Once the silence is broken, there's not exactly a flood of dialogue but we do learn that Rocco and Charlie's grieving pre-dates and post-dates the funeral of the family matriarch. A daughter (the Joanie of the title is seen only through a picture mounted under a cross on the living room wall) who was killed at age 13 inflamed the father's racism, and serves as a set up for the additional bloody mayhem that prompted my likening this family to a Greek tragedy like the House of Atreus.
David Meyer has created an authentic looking interior of a South Philadelphia living room, with a kitchen that provides at least some visibility thanks to Bradley King's lighting. The actors, especially Kerrigan, do what they can with superficially developed characters. Dominic Fumusa and Rosal Colón are wasted in the roles of Michael and Isabella. Glaudini, the author of some of Labrynth's best plays (A View from 151st Stret, Jack Goes Boating, Dutch Heart of a Man) made me wish that Labrynth had chosen one of his plays. In any case, their best efforts are unlikely to make you care about the characters and a narrative whose thematic purpose seems to be guided by the proverbial "Before you seek revenge dig two graves."

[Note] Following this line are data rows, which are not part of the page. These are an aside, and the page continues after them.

//! Keyboard interface error types

use k65_transport::TransportError;
use thiserror::Error;

/// Errors from keyboard operations
#[derive(Error, Debug)]
pub enum KeyboardError {
    /// Transport layer error
    #[error("Transport error: {0}")]
    Transport(#[from] TransportError),

    /// Invalid parameter value
    #[error("Invalid parameter: {0}")]
    InvalidParameter(String),

    /// Feature not supported by this device
    #[error("Feature not supported: {0}")]
    NotSupported(String),

    /// Device returned unexpected response
    #[error("Unexpected response: {0}")]
    UnexpectedResponse(String),

    /// Profile could not be loaded or saved
    #[error("Profile error: {0}")]
    Profile(String),

    /// Animation engine state error
    #[error("Engine error: {0}")]
    Engine(#[from] EngineError),
}

/// Illegal animation engine transitions
#[derive(Error, Debug, Clone, PartialEq, Eq)]
pub enum EngineError {
    #[error("cannot start {requested}: engine is {state}")]
    NotIdle {
        requested: &'static str,
        state: &'static str,
    },

    #[error("cannot cancel: engine is {0}")]
    NotRunning(&'static str),

    #[error("failed to spawn render thread: {0}")]
    Spawn(String),
}
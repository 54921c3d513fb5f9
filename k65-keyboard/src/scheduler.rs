//! Keep-alive and telemetry tickers
//!
//! Each ticker is its own thread with its own cancel token, so either can be
//! stopped without touching the other or the render loop.

use std::sync::Arc;
use std::thread::JoinHandle;
use std::time::Duration;

use k65_transport::protocol::cmd;
use k65_transport::{Target, Transport};
use tracing::{debug, warn};

use crate::engine::CancelToken;
use crate::error::EngineError;
use crate::telemetry::{TemperatureCache, TemperatureSource};

/// A thread that runs a closure every `interval` until stopped
pub struct PeriodicTask {
    name: String,
    token: CancelToken,
    handle: JoinHandle<()>,
}

impl PeriodicTask {
    pub fn spawn<F>(name: &str, interval: Duration, mut tick: F) -> Result<Self, EngineError>
    where
        F: FnMut() + Send + 'static,
    {
        let token = CancelToken::new();
        let loop_token = token.clone();
        let handle = std::thread::Builder::new()
            .name(name.to_string())
            .spawn(move || {
                while !loop_token.sleep(interval) {
                    tick();
                }
            })
            .map_err(|e| EngineError::Spawn(e.to_string()))?;
        debug!("{} started, every {:?}", name, interval);
        Ok(Self {
            name: name.to_string(),
            token,
            handle,
        })
    }

    /// Cancel and wait for the thread to exit
    pub fn stop(self) {
        self.token.cancel();
        if self.handle.join().is_err() {
            warn!("{} panicked", self.name);
        }
        debug!("{} stopped", self.name);
    }
}

/// Ping every target; failures are logged and otherwise ignored
pub fn keep_alive(transport: &dyn Transport, targets: &[Target]) {
    for &target in targets {
        if let Err(e) = transport.transfer(cmd::KEEP_ALIVE, &[], target) {
            warn!(
                serial = %transport.device_info().serial,
                error = %e,
                "Keep-alive to {:?} failed",
                target
            );
        }
    }
}

/// Owns the keep-alive and telemetry tickers of one device
#[derive(Default)]
pub struct Scheduler {
    keep_alive: Option<PeriodicTask>,
    telemetry: Option<PeriodicTask>,
}

impl Scheduler {
    pub fn new() -> Self {
        Self::default()
    }

    pub fn start_keep_alive(
        &mut self,
        transport: Arc<dyn Transport>,
        targets: &'static [Target],
        interval: Duration,
    ) -> Result<(), EngineError> {
        self.stop_keep_alive();
        self.keep_alive = Some(PeriodicTask::spawn("k65-keep-alive", interval, move || {
            keep_alive(transport.as_ref(), targets)
        })?);
        Ok(())
    }

    pub fn start_telemetry(
        &mut self,
        mut source: Box<dyn TemperatureSource>,
        cache: Arc<TemperatureCache>,
        interval: Duration,
    ) -> Result<(), EngineError> {
        self.stop_telemetry();
        // Prime the cache so temperature effects start from a real reading
        cache.sample(source.as_mut());
        self.telemetry = Some(PeriodicTask::spawn("k65-telemetry", interval, move || {
            cache.sample(source.as_mut())
        })?);
        Ok(())
    }

    pub fn stop_keep_alive(&mut self) {
        if let Some(task) = self.keep_alive.take() {
            task.stop();
        }
    }

    pub fn stop_telemetry(&mut self) {
        if let Some(task) = self.telemetry.take() {
            task.stop();
        }
    }

    pub fn stop_all(&mut self) {
        self.stop_keep_alive();
        self.stop_telemetry();
    }

    pub fn is_running(&self) -> bool {
        self.keep_alive.is_some() || self.telemetry.is_some()
    }
}

impl Drop for Scheduler {
    fn drop(&mut self) {
        self.stop_all();
    }
}
#[test]
fn test_wireless_init_queries_dongle() {
    let model = KeyboardModel::K65PlusWireless;
    let transport = RecordingTransport::new(model);
    let store = MemoryStore::with(profile(model, "rain"));
    let kb = Keyboard::init(
        model,
        transport.clone(),
        collaborators(store, EffectCatalog::builtin()),
        options(),
    )
    .unwrap();

    assert_eq!(kb.dongle_firmware_version(), Some("1.2.4660"));
    let records = transport.records();
    let modes: Vec<Target> = records
        .iter()
        .filter(|r| r.opcode == cmd::SOFTWARE_MODE)
        .map(|r| r.target)
        .collect();
    assert_eq!(modes, vec![Target::Dongle, Target::Keyboard]);
    // 15 minutes in milliseconds
    assert!(records
        .iter()
        .any(|r| r.opcode == cmd::SLEEP_TIMER && r.payload == 900_000u32.to_le_bytes().to_vec()));
    kb.stop();
}

#[test]
fn test_init_fails_on_firmware_timeout() {
    let model = KeyboardModel::K65Plus;
    let transport = RecordingTransport::failing(model, cmd::GET_FIRMWARE);
    let store = MemoryStore::with(profile(model, "colorshift"));
    let result = Keyboard::init(
        model,
        transport.clone(),
        collaborators(store, EffectCatalog::builtin()),
        options(),
    );
    assert!(matches!(
        result,
        Err(KeyboardError::Transport(TransportError::Timeout))
    ));
    // Nothing past the failed step was sent
    assert!(!transport
        .records()
        .iter()
        .any(|r| r.opcode == cmd::WRITE_COLOR_WIRED));
}

#[test]
fn test_static_effect_brightness() {
    let model = KeyboardModel::K65Plus;
    let transport = RecordingTransport::new(model);
    let mut catalog = EffectCatalog::builtin();
    catalog.insert("static", solid(Color::rgb(255, 0, 0), 0.5));
    let store = MemoryStore::with(profile(model, "static"));
    let kb = Keyboard::init(model, transport.clone(), collaborators(store, catalog), options())
        .unwrap();

    assert_eq!(kb.engine_status(), EngineStatus::Idle);
    let frames = wired_frames(&transport.records());
    // Reset frame, then the static frame
    assert_eq!(frames.len(), 2);
    assert!(frames[0].iter().all(|&b| b == 0));
    let frame = &frames[1];
    assert_eq!(frame.len(), model.led_channels() * 3);
    assert_eq!(&frame[0..3], &[128, 0, 0]);
    // Reserved slot stays dark
    assert_eq!(&frame[3..6], &[0, 0, 0]);
    assert_eq!(&frame[6..9], &[128, 0, 0]);
    assert_eq!(&frame[frame.len() - 3..], &[128, 0, 0]);
    kb.stop();
}

#[test]
fn test_brightness_mode_overrides_effect() {
    let model = KeyboardModel::K65Plus;
    let transport = RecordingTransport::new(model);
    let mut catalog = EffectCatalog::builtin();
    catalog.insert("static", solid(Color::rgb(0, 0, 255), 1.0));
    let store = MemoryStore::with(profile(model, "static"));
    let kb = Keyboard::init(
        model,
        transport.clone(),
        collaborators(store.clone(), catalog),
        options(),
    )
    .unwrap();
    transport.clear();

    let outcome = kb.change_brightness_mode(BrightnessMode::High).unwrap();
    assert_eq!(outcome, StartOutcome::SingleFrame(k65_keyboard::EffectKind::Static));
    let frames = wired_frames(&transport.records());
    assert_eq!(&frames.last().unwrap()[6..9], &[0, 0, 255]);
    assert_eq!(store.stored().unwrap().brightness, BrightnessMode::High);
    kb.stop();
}
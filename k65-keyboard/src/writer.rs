//! Color output through the frame codec

use std::sync::Arc;

use k65_transport::{Target, Transport};
use tracing::trace;

use crate::color::Color;
use crate::error::KeyboardError;
use crate::model::{KeyboardModel, OffloadTrigger};

/// Frames color data for a model and pushes it to the keyboard
pub struct ColorWriter {
    transport: Arc<dyn Transport>,
    model: KeyboardModel,
}

impl ColorWriter {
    pub fn new(transport: Arc<dyn Transport>, model: KeyboardModel) -> Self {
        Self { transport, model }
    }

    pub fn model(&self) -> KeyboardModel {
        self.model
    }

    pub fn transport(&self) -> &Arc<dyn Transport> {
        &self.transport
    }

    /// Write channel triples or a per-key frame with the model's color tag
    pub fn write_channels(&self, payload: &[u8]) -> Result<(), KeyboardError> {
        let mut payload = payload.to_vec();
        if let Some(span) = self.model.reserved_span() {
            if let Some(slot) = payload.get_mut(span) {
                slot.fill(0);
            }
        }
        self.write_tagged(self.model.color_tag(), &payload)
    }

    /// All channels off
    pub fn write_reset(&self) -> Result<(), KeyboardError> {
        self.write_channels(&vec![0u8; self.model.led_channels() * 3])
    }

    /// Send a firmware effect trigger
    pub fn write_trigger(
        &self,
        trigger: &OffloadTrigger,
        color: Option<&Color>,
    ) -> Result<(), KeyboardError> {
        self.write_tagged(trigger.tag, &trigger.payload(color))
    }

    /// Frame, chunk and send; stops at the first failed chunk
    pub fn write_tagged(&self, tag: &[u8], payload: &[u8]) -> Result<(), KeyboardError> {
        let chunks = self.model.framing().encode(tag, payload);
        trace!("Writing {} color bytes in {} chunks", payload.len(), chunks.len());
        for chunk in &chunks {
            self.transport
                .transfer(chunk.opcode, &chunk.data, Target::Keyboard)?;
        }
        Ok(())
    }
}
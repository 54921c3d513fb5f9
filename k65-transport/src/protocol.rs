//! Protocol constants and utilities for K65 Plus keyboard communication

use crate::error::TransportError;

/// Corsair USB vendor ID
pub const VENDOR_ID: u16 = 0x1B1C;

/// Known product IDs
pub mod product {
    /// K65 Plus, USB cable
    pub const K65_PLUS: u16 = 0x2B10;
    /// K65 Plus Wireless, 2.4GHz dongle
    pub const K65_PLUS_WIRELESS: u16 = 0x2B07;
}

/// HID interface numbers
pub mod interface {
    /// Vendor command/response interface
    pub const COMMAND: i32 = 1;
    /// Control dial input reports
    pub const DIAL: i32 = 2;
}

/// Output report size (report id slot + 64 data bytes)
pub const REPORT_SIZE: usize = 65;

/// Input report size
pub const INPUT_REPORT_SIZE: usize = 64;

/// Header bytes in front of the color data tag: u16 length + two reserved bytes
pub const COLOR_HEADER_SIZE: usize = 4;

/// Largest payload one color chunk may carry
pub const MAX_CHUNK_PAYLOAD: usize = 61;

/// Command selector bytes, written at report offset 1
pub mod selector {
    /// Dongle, or the keyboard itself on the wired model
    pub const DONGLE: u8 = 0x08;
    /// Keyboard behind a wireless dongle
    pub const KEYBOARD: u8 = 0x09;
}

/// Command opcodes
pub mod cmd {
    pub const SOFTWARE_MODE: &[u8] = &[0x01, 0x03, 0x00, 0x02];
    pub const HARDWARE_MODE: &[u8] = &[0x01, 0x03, 0x00, 0x01];
    /// Followed by u16 LE level (0-1000)
    pub const BRIGHTNESS: &[u8] = &[0x01, 0x02, 0x00];
    pub const GET_FIRMWARE: &[u8] = &[0x02, 0x13];
    pub const KEEP_ALIVE: &[u8] = &[0x12];
    /// Followed by u32 LE milliseconds
    pub const SLEEP_TIMER: &[u8] = &[0x01, 0x0E, 0x00];

    pub const ACTIVATE_LED_WIRED: &[u8] = &[0x0D, 0x00, 0x22];
    pub const ACTIVATE_LED_WIRELESS: &[u8] = &[0x0D, 0x01, 0x60, 0x6D];

    pub const WRITE_COLOR_WIRED: &[u8] = &[0x06, 0x00];
    pub const SUB_COLOR_WIRED: &[u8] = &[0x07, 0x00];
    pub const WRITE_COLOR_WIRELESS: &[u8] = &[0x06, 0x01];
    pub const SUB_COLOR_WIRELESS: &[u8] = &[0x07, 0x01];

    /// Get human-readable name for an opcode
    pub fn name(opcode: &[u8]) -> &'static str {
        match opcode {
            SOFTWARE_MODE => "SOFTWARE_MODE",
            HARDWARE_MODE => "HARDWARE_MODE",
            BRIGHTNESS => "BRIGHTNESS",
            GET_FIRMWARE => "GET_FIRMWARE",
            KEEP_ALIVE => "KEEP_ALIVE",
            SLEEP_TIMER => "SLEEP_TIMER",
            ACTIVATE_LED_WIRED | ACTIVATE_LED_WIRELESS => "ACTIVATE_LED",
            WRITE_COLOR_WIRED | WRITE_COLOR_WIRELESS => "WRITE_COLOR",
            SUB_COLOR_WIRED | SUB_COLOR_WIRELESS => "SUB_COLOR",
            _ => "UNKNOWN",
        }
    }
}

/// Color data type tags
pub mod data_type {
    /// Per-channel RGB triples, wired model
    pub const SET_COLOR_WIRED: &[u8] = &[0x12, 0x00];
    /// Single color fill, wireless model
    pub const SET_COLOR_WIRELESS: &[u8] = &[0x7E, 0x20, 0x01];
}

/// Timing constants
pub mod timing {
    /// Keep-alive ping interval
    pub const KEEP_ALIVE_MS: u64 = 20_000;
    /// Temperature refresh interval
    pub const TELEMETRY_MS: u64 = 1_000;
    /// Settle time after LED activation
    pub const LED_SETTLE_MS: u64 = 500;
    /// Response read timeout
    pub const TRANSFER_TIMEOUT_MS: i32 = 500;
    /// Pause between dial reads
    pub const DIAL_PACE_MS: u64 = 40;
    /// Dial read timeout, bounds how long a stop request waits
    pub const DIAL_READ_TIMEOUT_MS: i32 = 100;
}

/// Build a 65-byte output report
///
/// Layout: `[0]` report id, `[1]` selector, `[2..]` opcode then payload.
/// Anything past the report size is truncated.
pub fn encode_report(selector: u8, opcode: &[u8], payload: &[u8]) -> Vec<u8> {
    let mut buf = vec![0u8; REPORT_SIZE];
    buf[1] = selector;
    let body = opcode.iter().chain(payload.iter());
    for (slot, byte) in buf[2..].iter_mut().zip(body) {
        *slot = *byte;
    }
    buf
}

/// Parse a firmware version reply as `major.minor.patch`
pub fn parse_firmware(resp: &[u8]) -> Result<String, TransportError> {
    if resp.len() < 7 {
        return Err(TransportError::ShortResponse {
            expected: 7,
            actual: resp.len(),
        });
    }
    let patch = u16::from_le_bytes([resp[5], resp[6]]);
    Ok(format!("{}.{}.{}", resp[3], resp[4], patch))
}

/// Brightness command payload
pub fn brightness_payload(level: u16) -> [u8; 2] {
    level.to_le_bytes()
}

/// Sleep timer payload, minutes to u32 LE milliseconds
pub fn sleep_payload(minutes: u32) -> [u8; 4] {
    minutes.saturating_mul(60_000).to_le_bytes()
}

By the time Ninth and Joanie moved from the its overly quiet beginning to the suddenly explosive intermission, it was clear that there was little chance that what will take place in the week later second act, will lighten the heaviness. At least at the performance I attended, this had quite a few people headed for the exit.
Mr. Leonard's two previous outings with Labrynth were staged at the Public Theater's LuEsther Theater, like the company's current home on Bank Street, a small venue. Unfortunately, as was the case with Unconditional, the author has again ignored the fact that on stage smoking is particularly uncomfortable for audiences in a small theater. Herbal cigars may not be carcinogenic but they're just as unfriendly to people with allergies and sensitive lungs. Having just recovered from a bronchial infection, Charlie's smoking clearly fails to enhance an already underwhelming two hours. Instead, hIs sins as a father and a bigot are compounded by his exposing all who entered his depressing home subject to secondary cancer exposure.